Amvets Post 59 commander Mike Price, elected to the post earlier this year, was pleased to see the generosity of the community shine through for such a crucial cause.

“To see what people bring in and how much charity they have in their hearts, it’s awesome,” Price said.

Once the donations are accumulated (in addition to items off the Giving Tree, Amvets Post 59 is also accepting monetary donations that will also be dispersed to homeless vets), Amvets heads out into the community to distribute the items to the homeless, often finding those in need under bridges and behind buildings.

These distributions are held monthly, along with outreach trips made by Amvets and FSB that will take supplies to area homeless gatherings like at Camp Orchard Hill on Dallas, where supplies will be handed out on Dec. 17. The organizations will hold a similar outreach event in the Harrisburg area on Jan. 17.

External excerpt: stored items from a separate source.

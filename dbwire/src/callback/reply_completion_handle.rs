use std::future::Future;
use std::pin::Pin;
use std::task::{Context, Poll, Waker};

use parking_lot::Mutex;
use tracing::error;

use crate::net::request_waiting_list::reply_callback::ReplyResult;

/// Write-once slot for the outcome of one request. Awaiting `&ReplyCompletionHandle`
/// yields the outcome once it is set; it never changes afterwards.
pub struct ReplyCompletionHandle {
    state: Mutex<CompletionState>,
}

struct CompletionState {
    reply: Option<ReplyResult>,
    waker: Option<Waker>,
}

impl ReplyCompletionHandle {
    pub(crate) fn new() -> Self {
        return ReplyCompletionHandle {
            state: Mutex::new(CompletionState { reply: None, waker: None }),
        };
    }

    /// Sets the outcome. Setting it twice is a bug in the caller: debug builds panic,
    /// release builds keep the first outcome.
    pub(crate) fn on_reply(&self, reply: ReplyResult) {
        let waker = {
            let mut state = self.state.lock();
            debug_assert!(state.reply.is_none(), "reply completion handle was completed twice");
            if state.reply.is_some() {
                error!("reply completion handle was completed twice, keeping the first outcome");
                return;
            }
            state.reply = Some(reply);
            state.waker.take()
        };
        if let Some(waker) = waker {
            waker.wake();
        }
    }

    pub fn is_completed(&self) -> bool {
        return self.state.lock().reply.is_some();
    }

    pub fn try_reply(&self) -> Option<ReplyResult> {
        return self.state.lock().reply.clone();
    }
}

impl Future for &ReplyCompletionHandle {
    type Output = ReplyResult;

    fn poll(self: Pin<&mut Self>, ctx: &mut Context<'_>) -> Poll<Self::Output> {
        let mut guard = self.state.lock();
        if let Some(reply) = guard.reply.as_ref() {
            return Poll::Ready(reply.clone());
        }
        let stale_waker = match guard.waker.as_ref() {
            Some(waker) => !waker.will_wake(ctx.waker()),
            None => true,
        };
        if stale_waker {
            guard.waker = Some(ctx.waker().clone());
        }
        return Poll::Pending;
    }
}
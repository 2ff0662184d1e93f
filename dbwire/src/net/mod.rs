pub mod connect;
pub mod reply;
pub mod request_waiting_list;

“We work very closely with Amvets,” said Frank Perk, from FSB. “We’re separate organizations, but we’re like family.”

Those familial bonds extend not just through the Amvets and the FSB Initiative, but to all servicemen and servicewomen, including the homeless veterans that Wenger, Perk and everyone involved with the Giving Tree are working tirelessly to support.

“The more people give, and the more donations, the more we can serve homeless veterans,” Perk said.

The Giving Tree will be up and running inside Post 59 through Christmas, and anyone looking to make a monetary donation could stop by the post, located at 578 Fellows Ave. in Hanover Township.

Every donation counts, and will go a long way toward assisting those who served this country and have fallen on hard times.

“This is a cause near and dear to all of our hearts,” Wenger said. “This is our main goal — to help homeless veterans.”